De alguna manera se había contenido para no llenar su plato y darle una buena dentada al pollo sin tener que interrumpir su exposición. George se maravillaba con las grandes habilidades sociales que tenía la chica.
─ «De cualquier modo, él estaba trabajando en un método para restaurar la juventud. Todo el mundo estaba, en aquellos días. Estaba muy de moda. Hubo de hecho bastante progreso. Recuerdo que un viejo abuelo recobró su salud sexual durante treinta años».
─ «¿Quieres decir que sabes cómo revertir el proceso de envejecimiento?», preguntó George, Sr. con atención. El candelabro no podía borrar todas las líneas de su rostro.
─ «Perdona, no, no dije eso». Observó atentamente la expresión del anciano Foster, su tono le rogaba encarecidamente que la creyera ─ «Solo dije que sé de un hombre que lo hizo una vez. Durante un tiempo. Pero no le dijo a nadie cómo lo hizo, por lo que yo sé. Ese conocimiento murió con él».
Melissa se volvió hacia los demás, esperando que la creyeran.
─ «Mira, así es como era la gente, hasta las décadas más recientes. El secretismo es lo que evitó que la ciencia no floreciese antes. He visto la digitalis ir y venir como remedio al menos tres veces hasta que su uso se convirtió en conocimiento general...De verdad no te puedo ayudar», dijo cuidadosamente.
─ «Te creo, hija». George, Sr. alcanzó la botella de vino.
─ «Mi padre se pasó la mayor parte de su tiempo tratando de adivinar a la competencia. Supongo que los demás hacían lo mismo. Su único caso de éxito soy yo. Encontró una manera de parar el proceso de envejecimiento justo antes de la pubertad, y es lo que me ha funcionado durante todo este tiempo».
─ «¿Te dijo cómo lo hizo?», preguntó George padre.
─ «Sé lo que hay que hacer. No comprendo cómo funciona, pero sé que no sirve en adultos».
─ «¿Lo has intentado?».
─ «Extensamente». Una puerta de hierro que se cerraba resonó en esa palabra.
─ «¿Podrías describir el método?».
─ «Podría. Pero no lo haré. Quizás sea solamente un producto de mi época, pero el secretismo parece el único refugio seguro en este asunto. He tenido unas cuantas experiencias dolorosas”. Esperaron, pero ella no elaboró más.
George, Jr. se levantó y limpió la mesa. Se estiró para coger un plato y se paró.
─ «¿Por qué nos has contado todo esto, Melissa?»
─ «¿No es obvio?». Dobló sus manos en su regazo en esa postura de infinita paciencia ─ «No, supongo que no lo es a menos que hayas vivido como yo he vivido».

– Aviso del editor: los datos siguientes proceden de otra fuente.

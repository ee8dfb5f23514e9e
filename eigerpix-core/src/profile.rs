//! Detector profiles.
//!
//! A profile bundles everything that is specific to one detector
//! installation: how to recognise its files, how to repair firmware
//! metadata quirks, how flat indices walk the dataset, and how pixel
//! sentinels are coded. Format adapters are composed with a profile instead
//! of overriding or patching a generic reader.

use crate::detector::DetectorDescriptor;
use crate::error::{Error, Result};
use crate::geometry::Goniometer;
use crate::layout::{DatasetLayout, FrameLocation, FrameOrder};
use crate::sentinel::SentinelPolicy;
use crate::version::FirmwareVersion;
use serde::{Deserialize, Serialize};
use std::fs::File;
use std::io::BufReader;
use std::path::Path;

/// Plugin name of the built-in ID7B2 profile.
pub const CHESS_PLUGIN_NAME: &str = "NXmxEigerFilewriterCHESS";

/// Capability interface implemented by each supported detector.
pub trait DetectorProfile: Send + Sync {
    /// Plugin name used for registration and discovery.
    fn name(&self) -> &str;

    /// HDF5 path of the identity field.
    fn identity_path(&self) -> &str;

    /// HDF5 path of the firmware release string.
    fn firmware_path(&self) -> &str;

    /// Returns true if `detector_number` belongs to this detector.
    fn matches(&self, detector_number: &[u8]) -> bool;

    /// Normalizes firmware-dependent metadata in place.
    ///
    /// # Errors
    /// Fails if the firmware version is missing or unparsable.
    fn repair(&self, detector: &mut DetectorDescriptor) -> Result<()>;

    /// Order in which flat indices traverse data blocks.
    fn frame_order(&self) -> FrameOrder;

    /// Maps a flat image index onto the dataset layout.
    ///
    /// # Errors
    /// Fails if the index is out of range.
    fn resolve(&self, layout: &DatasetLayout, index: usize) -> Result<FrameLocation> {
        layout.locate(index)
    }

    /// Sentinel policy for a repaired detector, or `None` when remapping
    /// should be skipped.
    ///
    /// # Errors
    /// Fails if the bit depth cannot be represented.
    fn sentinel_policy(&self, detector: &DetectorDescriptor) -> Result<Option<SentinelPolicy>> {
        SentinelPolicy::for_optional_bit_depth(detector.effective_bit_depth())
    }

    /// Goniometer geometry hint.
    fn goniometer(&self) -> Goniometer;
}

/// Configuration of an [`EigerProfile`].
#[derive(Clone, Debug, PartialEq, Serialize, Deserialize)]
#[serde(default)]
pub struct ProfileConfig {
    /// Plugin name.
    pub plugin_name: String,
    /// Expected `detector_number` value.
    pub detector_number: String,
    /// Path of the identity field.
    pub detector_number_path: String,
    /// Path of the firmware release string.
    pub firmware_path: String,
    /// Prefix stripped from the firmware string before parsing.
    pub firmware_prefix: String,
    /// Firmware older than this stored module sizes in (fast, slow) order.
    pub swap_axes_before: String,
    /// Flat index traversal order.
    pub frame_order: FrameOrder,
    /// Goniometer rotation axis.
    pub rotation_axis: [f64; 3],
}

impl Default for ProfileConfig {
    fn default() -> Self {
        Self::chess_id7b2_defaults()
    }
}

impl ProfileConfig {
    /// Configuration of the EIGER at CHESS beamline ID7B2.
    #[must_use]
    pub fn chess_id7b2_defaults() -> Self {
        Self {
            plugin_name: CHESS_PLUGIN_NAME.to_string(),
            detector_number: "E-32-0123".to_string(),
            detector_number_path: "/entry/instrument/detector/detector_number".to_string(),
            firmware_path: "/entry/instrument/detector/detectorSpecific/eiger_fw_version"
                .to_string(),
            firmware_prefix: "release-".to_string(),
            swap_axes_before: "2022.1.2".to_string(),
            frame_order: FrameOrder::Sequential,
            rotation_axis: [-1.0, 0.0, 0.0],
        }
    }

    /// Load configuration from a JSON file.
    ///
    /// Missing fields take their ID7B2 defaults.
    ///
    /// # Errors
    /// Fails if the file cannot be read, is not valid JSON, or does not
    /// validate.
    pub fn from_file<P: AsRef<Path>>(path: P) -> Result<Self> {
        let file = File::open(path)?;
        let reader = BufReader::new(file);
        let config: Self = serde_json::from_reader(reader)?;
        config.validate()?;
        Ok(config)
    }

    /// Load configuration from a JSON string.
    ///
    /// # Errors
    /// Fails if the string is not valid JSON or does not validate.
    pub fn from_json(json: &str) -> Result<Self> {
        let config: Self = serde_json::from_str(json)?;
        config.validate()?;
        Ok(config)
    }

    /// Checks field consistency.
    ///
    /// # Errors
    /// Returns [`Error::ConfigError`] describing the first invalid field.
    pub fn validate(&self) -> Result<()> {
        if self.plugin_name.is_empty() {
            return Err(Error::ConfigError("plugin_name is empty".to_string()));
        }
        if self.detector_number.is_empty() {
            return Err(Error::ConfigError("detector_number is empty".to_string()));
        }
        self.threshold()?;
        if self.rotation_axis.iter().all(|&c| c == 0.0)
            || self.rotation_axis.iter().any(|c| !c.is_finite())
        {
            return Err(Error::ConfigError(format!(
                "rotation_axis {:?} is not a usable direction",
                self.rotation_axis
            )));
        }
        Ok(())
    }

    fn threshold(&self) -> Result<FirmwareVersion> {
        self.swap_axes_before.parse().map_err(|_| {
            Error::ConfigError(format!(
                "swap_axes_before {:?} is not a version",
                self.swap_axes_before
            ))
        })
    }
}

/// Profile for EIGER filewriter data from one identified detector.
#[derive(Clone, Debug)]
pub struct EigerProfile {
    config: ProfileConfig,
    threshold: FirmwareVersion,
}

impl Default for EigerProfile {
    fn default() -> Self {
        Self::chess_id7b2()
    }
}

impl EigerProfile {
    /// The built-in ID7B2 profile.
    #[must_use]
    pub fn chess_id7b2() -> Self {
        Self {
            config: ProfileConfig::chess_id7b2_defaults(),
            threshold: FirmwareVersion::new(&[2022, 1, 2]),
        }
    }

    /// Builds a profile from configuration.
    ///
    /// # Errors
    /// Returns [`Error::ConfigError`] if the configuration does not validate.
    pub fn with_config(config: ProfileConfig) -> Result<Self> {
        config.validate()?;
        let threshold = config.threshold()?;
        Ok(Self { config, threshold })
    }

    /// Current configuration.
    #[must_use]
    pub fn config(&self) -> &ProfileConfig {
        &self.config
    }

    /// Parses the firmware release string of `detector`.
    ///
    /// # Errors
    /// Returns [`Error::MissingMetadata`] if the string was not read, or
    /// [`Error::InvalidFirmwareVersion`] if it does not parse.
    pub fn firmware_version(&self, detector: &DetectorDescriptor) -> Result<FirmwareVersion> {
        let raw = detector
            .firmware_version
            .as_deref()
            .ok_or_else(|| Error::MissingMetadata {
                path: self.config.firmware_path.clone(),
            })?;
        FirmwareVersion::parse_with_prefix(raw, &self.config.firmware_prefix)
    }

    /// Returns true if files from `version` store module sizes in reversed
    /// axis order.
    #[must_use]
    pub fn needs_axis_swap(&self, version: &FirmwareVersion) -> bool {
        *version < self.threshold
    }
}

impl DetectorProfile for EigerProfile {
    fn name(&self) -> &str {
        &self.config.plugin_name
    }

    fn identity_path(&self) -> &str {
        &self.config.detector_number_path
    }

    fn firmware_path(&self) -> &str {
        &self.config.firmware_path
    }

    fn matches(&self, detector_number: &[u8]) -> bool {
        detector_number == self.config.detector_number.as_bytes()
    }

    fn repair(&self, detector: &mut DetectorDescriptor) -> Result<()> {
        if detector.underload_value.is_none() {
            detector.underload_value = Some(0);
        }

        let version = self.firmware_version(detector)?;
        if self.needs_axis_swap(&version) {
            log::debug!(
                "firmware {version} older than {}, swapping module size axes",
                self.threshold
            );
            for module in &mut detector.modules {
                module.swap_size_axes();
            }
        }
        Ok(())
    }

    fn frame_order(&self) -> FrameOrder {
        self.config.frame_order
    }

    fn goniometer(&self) -> Goniometer {
        Goniometer::known_axis(self.config.rotation_axis)
    }
}

#[cfg(test)]
mod tests {
    use super::*;
    use crate::detector::DetectorModule;
    use std::io::Write;

    fn detector(firmware: Option<&str>) -> DetectorDescriptor {
        DetectorDescriptor {
            detector_number: b"E-32-0123".to_vec(),
            modules: vec![
                DetectorModule::new("module0", [0, 0], [1028, 512]),
                DetectorModule::new("module1", [0, 550], [1028, 512]),
            ],
            bit_depth_image: Some(32),
            firmware_version: firmware.map(str::to_string),
            ..DetectorDescriptor::default()
        }
    }

    #[test]
    fn test_matches_identity_only() {
        let profile = EigerProfile::chess_id7b2();
        assert!(profile.matches(b"E-32-0123"));
        assert!(!profile.matches(b"E-32-0124"));
        assert!(!profile.matches(b"E-32-0123 "));
        assert!(!profile.matches(b""));
    }

    #[test]
    fn test_repair_old_firmware_swaps_every_module() {
        let profile = EigerProfile::chess_id7b2();
        let mut det = detector(Some("release-2020.2.5"));
        profile.repair(&mut det).unwrap();
        assert!(det.modules.iter().all(|m| m.data_size == [512, 1028]));
        // Origins are untouched.
        assert_eq!(det.modules[1].data_origin, [0, 550]);
    }

    #[test]
    fn test_repair_current_firmware_keeps_axes() {
        let profile = EigerProfile::chess_id7b2();
        for fw in ["release-2022.1.2", "2022.1.3", "release-2023.1.0"] {
            let mut det = detector(Some(fw));
            profile.repair(&mut det).unwrap();
            assert!(det.modules.iter().all(|m| m.data_size == [1028, 512]), "{fw}");
        }
    }

    #[test]
    fn test_repair_suffixed_firmware() {
        let profile = EigerProfile::chess_id7b2();

        // A release candidate precedes its release.
        let mut det = detector(Some("release-2022.1.2rc1"));
        profile.repair(&mut det).unwrap();
        assert!(det.modules.iter().all(|m| m.data_size == [512, 1028]));

        let mut det = detector(Some("release-2022.1.2.post1"));
        profile.repair(&mut det).unwrap();
        assert!(det.modules.iter().all(|m| m.data_size == [1028, 512]));

        let mut det = detector(Some("release-2021.1.0-dev"));
        profile.repair(&mut det).unwrap();
        assert!(det.modules.iter().all(|m| m.data_size == [512, 1028]));
    }

    #[test]
    fn test_repair_defaults_underload() {
        let profile = EigerProfile::chess_id7b2();
        let mut det = detector(Some("release-2022.1.2"));
        assert_eq!(det.underload_value, None);
        profile.repair(&mut det).unwrap();
        assert_eq!(det.underload_value, Some(0));

        let mut det = detector(Some("release-2022.1.2"));
        det.underload_value = Some(-3);
        profile.repair(&mut det).unwrap();
        assert_eq!(det.underload_value, Some(-3));
    }

    #[test]
    fn test_repair_missing_firmware_is_fatal() {
        let profile = EigerProfile::chess_id7b2();
        let mut det = detector(None);
        let err = profile.repair(&mut det).unwrap_err();
        match err {
            Error::MissingMetadata { path } => assert!(path.ends_with("eiger_fw_version")),
            other => panic!("unexpected error: {other}"),
        }
    }

    #[test]
    fn test_repair_unparsable_firmware_is_fatal() {
        let profile = EigerProfile::chess_id7b2();
        let mut det = detector(Some("release-unknown"));
        let err = profile.repair(&mut det).unwrap_err();
        assert!(matches!(err, Error::InvalidFirmwareVersion { .. }));
        // Nothing was swapped on failure.
        assert_eq!(det.modules[0].data_size, [1028, 512]);
    }

    #[test]
    fn test_sentinel_policy_follows_bit_depth() {
        let profile = EigerProfile::chess_id7b2();
        let mut det = detector(Some("2023.1.0"));
        let policy = profile.sentinel_policy(&det).unwrap().unwrap();
        assert_eq!(policy.top(), 1 << 31);

        det.bit_depth_image = None;
        assert!(profile.sentinel_policy(&det).unwrap().is_none());
    }

    #[test]
    fn test_goniometer_axis() {
        let gonio = EigerProfile::chess_id7b2().goniometer();
        assert_eq!(gonio.rotation_axis, [-1.0, 0.0, 0.0]);
    }

    #[test]
    fn test_config_defaults() {
        assert_eq!(ProfileConfig::default(), ProfileConfig::chess_id7b2_defaults());
        let profile = EigerProfile::with_config(ProfileConfig::default()).unwrap();
        assert_eq!(profile.name(), CHESS_PLUGIN_NAME);
        assert!(profile.needs_axis_swap(&"2022.1.1".parse().unwrap()));
        assert!(!profile.needs_axis_swap(&"2022.1.2".parse().unwrap()));
    }

    #[test]
    fn test_config_from_json_partial() {
        let config = ProfileConfig::from_json(
            r#"{"detector_number": "E-08-0042", "frame_order": "interleaved"}"#,
        )
        .unwrap();
        assert_eq!(config.detector_number, "E-08-0042");
        assert_eq!(config.frame_order, FrameOrder::Interleaved);
        assert_eq!(config.firmware_prefix, "release-");

        let profile = EigerProfile::with_config(config).unwrap();
        assert!(profile.matches(b"E-08-0042"));
        assert!(!profile.matches(b"E-32-0123"));
        assert_eq!(profile.frame_order(), FrameOrder::Interleaved);
    }

    #[test]
    fn test_config_rejects_bad_threshold() {
        let err = ProfileConfig::from_json(r#"{"swap_axes_before": "soon"}"#).unwrap_err();
        assert!(matches!(err, Error::ConfigError(_)));
    }

    #[test]
    fn test_config_rejects_zero_axis() {
        let err = ProfileConfig::from_json(r#"{"rotation_axis": [0.0, 0.0, 0.0]}"#).unwrap_err();
        assert!(matches!(err, Error::ConfigError(_)));
    }

    #[test]
    fn test_config_from_file() {
        let mut file = tempfile::NamedTempFile::new().unwrap();
        write!(file, r#"{{"plugin_name": "NXmxEigerTest"}}"#).unwrap();
        let config = ProfileConfig::from_file(file.path()).unwrap();
        assert_eq!(config.plugin_name, "NXmxEigerTest");
        assert_eq!(config.detector_number, "E-32-0123");
    }
}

─ «Después de que murió mi padre, estuve merodeando por Atenas durante un rato. ¿Ya he dicho que es ahí donde vivía? Pero me conocía demasiada gente y empezaron a preguntarse entre ellos por qué no crecía. Algunos de los hechiceros comenzaron a mirarme de manera especulativa, eso fue antes de que madurara y huyera de la ciudad. No quería morir como prisionera antes de que  alguien llegase a la conclusión de que no tenía nada útil que divulgar.
─ «Pronto me dí cuenta de que no podía escapar de este problema fundamental. Siempre hay alguien dispuesto a acoger a un niño, sobre todo uno sano que esté dispuesto a hacer algo más que su parte del trabajo. Pero después de unos pocos años, se hace obvio que yo no seguía creciendo al igual que los otros niños. La sospecha conduce al miedo, y el miedo conduce a problemas. He aprendido a juzgar con amabilidad cuando llega la hora de seguir adelante».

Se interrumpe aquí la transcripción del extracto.